[Exercise]: Reproduce the records below exactly, with nothing altered.

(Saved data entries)

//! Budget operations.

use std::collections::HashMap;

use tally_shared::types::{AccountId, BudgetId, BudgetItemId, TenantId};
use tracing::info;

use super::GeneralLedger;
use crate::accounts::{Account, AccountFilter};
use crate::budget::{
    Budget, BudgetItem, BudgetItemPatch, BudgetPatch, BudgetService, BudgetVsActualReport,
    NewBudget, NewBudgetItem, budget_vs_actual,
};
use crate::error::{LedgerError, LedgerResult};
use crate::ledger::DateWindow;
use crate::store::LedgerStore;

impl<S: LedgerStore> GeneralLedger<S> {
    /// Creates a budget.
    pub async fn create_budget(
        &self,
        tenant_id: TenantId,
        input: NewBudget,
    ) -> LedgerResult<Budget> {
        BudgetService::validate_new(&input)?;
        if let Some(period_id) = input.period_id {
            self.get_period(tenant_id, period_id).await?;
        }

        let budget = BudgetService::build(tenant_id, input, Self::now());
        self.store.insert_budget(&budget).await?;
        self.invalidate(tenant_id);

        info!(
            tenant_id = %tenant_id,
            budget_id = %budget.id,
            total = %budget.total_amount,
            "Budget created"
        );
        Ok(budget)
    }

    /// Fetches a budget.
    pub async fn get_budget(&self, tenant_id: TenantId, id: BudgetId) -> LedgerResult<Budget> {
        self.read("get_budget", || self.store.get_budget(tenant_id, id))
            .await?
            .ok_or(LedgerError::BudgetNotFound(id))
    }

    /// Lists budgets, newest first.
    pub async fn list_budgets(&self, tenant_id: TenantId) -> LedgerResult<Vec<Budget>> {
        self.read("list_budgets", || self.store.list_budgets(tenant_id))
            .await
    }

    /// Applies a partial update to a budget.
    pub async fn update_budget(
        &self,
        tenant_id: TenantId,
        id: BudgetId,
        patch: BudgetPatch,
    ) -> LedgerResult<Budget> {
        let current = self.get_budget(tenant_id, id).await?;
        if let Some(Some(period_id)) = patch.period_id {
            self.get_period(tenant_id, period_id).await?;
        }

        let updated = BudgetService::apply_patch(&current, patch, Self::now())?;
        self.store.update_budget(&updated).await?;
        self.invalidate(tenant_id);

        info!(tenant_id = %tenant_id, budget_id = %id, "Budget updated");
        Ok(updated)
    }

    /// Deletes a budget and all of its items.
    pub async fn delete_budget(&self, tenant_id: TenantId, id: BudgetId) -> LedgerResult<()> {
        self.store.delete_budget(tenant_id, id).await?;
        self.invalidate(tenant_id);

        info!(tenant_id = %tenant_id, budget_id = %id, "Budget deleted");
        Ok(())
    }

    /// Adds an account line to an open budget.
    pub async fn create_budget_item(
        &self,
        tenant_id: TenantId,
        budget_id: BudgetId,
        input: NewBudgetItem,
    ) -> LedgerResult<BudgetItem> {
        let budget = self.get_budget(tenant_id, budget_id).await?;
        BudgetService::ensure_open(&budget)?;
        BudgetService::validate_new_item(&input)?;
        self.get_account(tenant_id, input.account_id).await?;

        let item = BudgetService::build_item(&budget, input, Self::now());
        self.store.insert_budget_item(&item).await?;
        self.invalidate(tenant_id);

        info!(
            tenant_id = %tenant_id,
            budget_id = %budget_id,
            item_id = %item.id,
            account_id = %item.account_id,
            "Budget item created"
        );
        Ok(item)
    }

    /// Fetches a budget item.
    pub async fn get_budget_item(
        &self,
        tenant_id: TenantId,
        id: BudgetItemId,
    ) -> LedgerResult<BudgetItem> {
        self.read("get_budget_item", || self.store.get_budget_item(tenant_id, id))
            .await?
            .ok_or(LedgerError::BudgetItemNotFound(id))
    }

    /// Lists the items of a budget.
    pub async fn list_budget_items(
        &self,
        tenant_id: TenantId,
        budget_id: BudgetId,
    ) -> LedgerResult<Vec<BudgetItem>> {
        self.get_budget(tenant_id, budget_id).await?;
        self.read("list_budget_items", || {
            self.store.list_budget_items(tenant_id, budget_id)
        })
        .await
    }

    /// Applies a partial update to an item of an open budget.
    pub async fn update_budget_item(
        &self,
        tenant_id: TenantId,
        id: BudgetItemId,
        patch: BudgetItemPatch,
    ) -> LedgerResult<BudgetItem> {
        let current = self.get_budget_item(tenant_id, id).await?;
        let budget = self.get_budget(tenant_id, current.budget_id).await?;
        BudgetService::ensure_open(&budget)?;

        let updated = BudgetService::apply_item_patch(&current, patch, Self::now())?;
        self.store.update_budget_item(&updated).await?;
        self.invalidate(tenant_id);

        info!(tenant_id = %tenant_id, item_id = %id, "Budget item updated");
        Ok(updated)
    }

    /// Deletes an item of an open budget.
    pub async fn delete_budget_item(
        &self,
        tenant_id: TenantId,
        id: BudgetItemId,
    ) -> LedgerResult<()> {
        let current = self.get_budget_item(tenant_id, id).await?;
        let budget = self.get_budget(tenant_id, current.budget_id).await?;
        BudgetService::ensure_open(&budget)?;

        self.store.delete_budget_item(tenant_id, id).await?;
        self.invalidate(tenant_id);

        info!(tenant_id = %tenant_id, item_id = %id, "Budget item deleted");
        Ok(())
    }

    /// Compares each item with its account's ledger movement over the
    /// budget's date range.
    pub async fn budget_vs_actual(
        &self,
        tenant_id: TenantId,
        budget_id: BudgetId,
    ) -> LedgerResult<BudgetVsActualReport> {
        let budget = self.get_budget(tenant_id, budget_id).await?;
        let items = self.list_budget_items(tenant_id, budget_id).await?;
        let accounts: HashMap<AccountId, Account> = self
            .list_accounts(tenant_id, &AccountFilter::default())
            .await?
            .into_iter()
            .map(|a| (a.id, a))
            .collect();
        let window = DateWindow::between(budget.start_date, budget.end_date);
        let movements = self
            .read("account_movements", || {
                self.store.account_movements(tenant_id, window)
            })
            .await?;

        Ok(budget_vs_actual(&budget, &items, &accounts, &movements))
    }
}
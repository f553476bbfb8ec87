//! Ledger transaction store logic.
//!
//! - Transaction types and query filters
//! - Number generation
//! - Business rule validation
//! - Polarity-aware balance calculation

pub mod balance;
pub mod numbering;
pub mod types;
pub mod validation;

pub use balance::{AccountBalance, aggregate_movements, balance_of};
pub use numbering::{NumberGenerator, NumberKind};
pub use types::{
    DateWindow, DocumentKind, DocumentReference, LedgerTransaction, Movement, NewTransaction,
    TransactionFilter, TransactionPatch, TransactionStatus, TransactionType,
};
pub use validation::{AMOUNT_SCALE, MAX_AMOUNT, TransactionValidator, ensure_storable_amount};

[Written solution]:
//! Budget operations.

use std::collections::HashMap;

use tally_shared::types::{AccountId, BudgetId, BudgetItemId, TenantId};
use tracing::info;

use super::GeneralLedger;
use crate::accounts::{Account, AccountFilter};
use crate::budget::{
    Budget, BudgetItem, BudgetItemPatch, BudgetPatch, BudgetService, BudgetVsActualReport,
    NewBudget, NewBudgetItem, budget_vs_actual,
};
use crate::error::{LedgerError, LedgerResult};
use crate::ledger::DateWindow;
use crate::store::LedgerStore;

impl<S: LedgerStore> GeneralLedger<S> {
    /// Creates a budget.
    pub async fn create_budget(
        &self,
        tenant_id: TenantId,
        input: NewBudget,
    ) -> LedgerResult<Budget> {
        BudgetService::validate_new(&input)?;
        if let Some(period_id) = input.period_id {
            self.get_period(tenant_id, period_id).await?;
        }

        let budget = BudgetService::build(tenant_id, input, Self::now());
        self.store.insert_budget(&budget).await?;
        self.invalidate(tenant_id);

        info!(
            tenant_id = %tenant_id,
            budget_id = %budget.id,
            total = %budget.total_amount,
            "Budget created"
        );
        Ok(budget)
    }

    /// Fetches a budget.
    pub async fn get_budget(&self, tenant_id: TenantId, id: BudgetId) -> LedgerResult<Budget> {
        self.read("get_budget", || self.store.get_budget(tenant_id, id))
            .await?
            .ok_or(LedgerError::BudgetNotFound(id))
    }

    /// Lists budgets, newest first.
    pub async fn list_budgets(&self, tenant_id: TenantId) -> LedgerResult<Vec<Budget>> {
        self.read("list_budgets", || self.store.list_budgets(tenant_id))
            .await
    }

    /// Applies a partial update to a budget.
    pub async fn update_budget(
        &self,
        tenant_id: TenantId,
        id: BudgetId,
        patch: BudgetPatch,
    ) -> LedgerResult<Budget> {
        let current = self.get_budget(tenant_id, id).await?;
        if let Some(Some(period_id)) = patch.period_id {
            self.get_period(tenant_id, period_id).await?;
        }

        let updated = BudgetService::apply_patch(&current, patch, Self::now())?;
        self.store.update_budget(&updated).await?;
        self.invalidate(tenant_id);

        info!(tenant_id = %tenant_id, budget_id = %id, "Budget updated");
        Ok(updated)
    }

    /// Deletes a budget and all of its items.
    pub async fn delete_budget(&self, tenant_id: TenantId, id: BudgetId) -> LedgerResult<()> {
        self.store.delete_budget(tenant_id, id).await?;
        self.invalidate(tenant_id);

        info!(tenant_id = %tenant_id, budget_id = %id, "Budget deleted");
        Ok(())
    }

    /// Adds an account line to an open budget.
    pub async fn create_budget_item(
        &self,
        tenant_id: TenantId,
        budget_id: BudgetId,
        input: NewBudgetItem,
    ) -> LedgerResult<BudgetItem> {
        let budget = self.get_budget(tenant_id, budget_id).await?;
        BudgetService::ensure_open(&budget)?;
        BudgetService::validate_new_item(&input)?;
        self.get_account(tenant_id, input.account_id).await?;

        let item = BudgetService::build_item(&budget, input, Self::now());
        self.store.insert_budget_item(&item).await?;
        self.invalidate(tenant_id);

        info!(
            tenant_id = %tenant_id,
            budget_id = %budget_id,
            item_id = %item.id,
            account_id = %item.account_id,
            "Budget item created"
        );
        Ok(item)
    }

    /// Fetches a budget item.
    pub async fn get_budget_item(
        &self,
        tenant_id: TenantId,
        id: BudgetItemId,
    ) -> LedgerResult<BudgetItem> {
        self.read("get_budget_item", || self.store.get_budget_item(tenant_id, id))
            .await?
            .ok_or(LedgerError::BudgetItemNotFound(id))
    }

    /// Lists the items of a budget.
    pub async fn list_budget_items(
        &self,
        tenant_id: TenantId,
        budget_id: BudgetId,
    ) -> LedgerResult<Vec<BudgetItem>> {
        self.get_budget(tenant_id, budget_id).await?;
        self.read("list_budget_items", || {
            self.store.list_budget_items(tenant_id, budget_id)
        })
        .await
    }

    /// Applies a partial update to an item of an open budget.
    pub async fn update_budget_item(
        &self,
        tenant_id: TenantId,
        id: BudgetItemId,
        patch: BudgetItemPatch,
    ) -> LedgerResult<BudgetItem> {
        let current = self.get_budget_item(tenant_id, id).await?;
        let budget = self.get_budget(tenant_id, current.budget_id).await?;
        BudgetService::ensure_open(&budget)?;

        let updated = BudgetService::apply_item_patch(&current, patch, Self::now())?;
        self.store.update_budget_item(&updated).await?;
        self.invalidate(tenant_id);

        info!(tenant_id = %tenant_id, item_id = %id, "Budget item updated");
        Ok(updated)
    }

    /// Deletes an item of an open budget.
    pub async fn delete_budget_item(
        &self,
        tenant_id: TenantId,
        id: BudgetItemId,
    ) -> LedgerResult<()> {
        let current = self.get_budget_item(tenant_id, id).await?;
        let budget = self.get_budget(tenant_id, current.budget_id).await?;
        BudgetService::ensure_open(&budget)?;

        self.store.delete_budget_item(tenant_id, id).await?;
        self.invalidate(tenant_id);

        info!(tenant_id = %tenant_id, item_id = %id, "Budget item deleted");
        Ok(())
    }

    /// Compares each item with its account's ledger movement over the
    /// budget's date range.
    pub async fn budget_vs_actual(
        &self,
        tenant_id: TenantId,
        budget_id: BudgetId,
    ) -> LedgerResult<BudgetVsActualReport> {
        let budget = self.get_budget(tenant_id, budget_id).await?;
        let items = self.list_budget_items(tenant_id, budget_id).await?;
        let accounts: HashMap<AccountId, Account> = self
            .list_accounts(tenant_id, &AccountFilter::default())
            .await?
            .into_iter()
            .map(|a| (a.id, a))
            .collect();
        let window = DateWindow::between(budget.start_date, budget.end_date);
        let movements = self
            .read("account_movements", || {
                self.store.account_movements(tenant_id, window)
            })
            .await?;

        Ok(budget_vs_actual(&budget, &items, &accounts, &movements))
    }
}
repository f553476bbfb8ec87
//! Ledger transaction store logic.
//!
//! - Transaction types and query filters
//! - Number generation
//! - Business rule validation
//! - Polarity-aware balance calculation

pub mod balance;
pub mod numbering;
pub mod types;
pub mod validation;

pub use balance::{AccountBalance, aggregate_movements, balance_of};
pub use numbering::{NumberGenerator, NumberKind};
pub use types::{
    DateWindow, DocumentKind, DocumentReference, LedgerTransaction, Movement, NewTransaction,
    TransactionFilter, TransactionPatch, TransactionStatus, TransactionType,
};
pub use validation::{AMOUNT_SCALE, MAX_AMOUNT, TransactionValidator, ensure_storable_amount};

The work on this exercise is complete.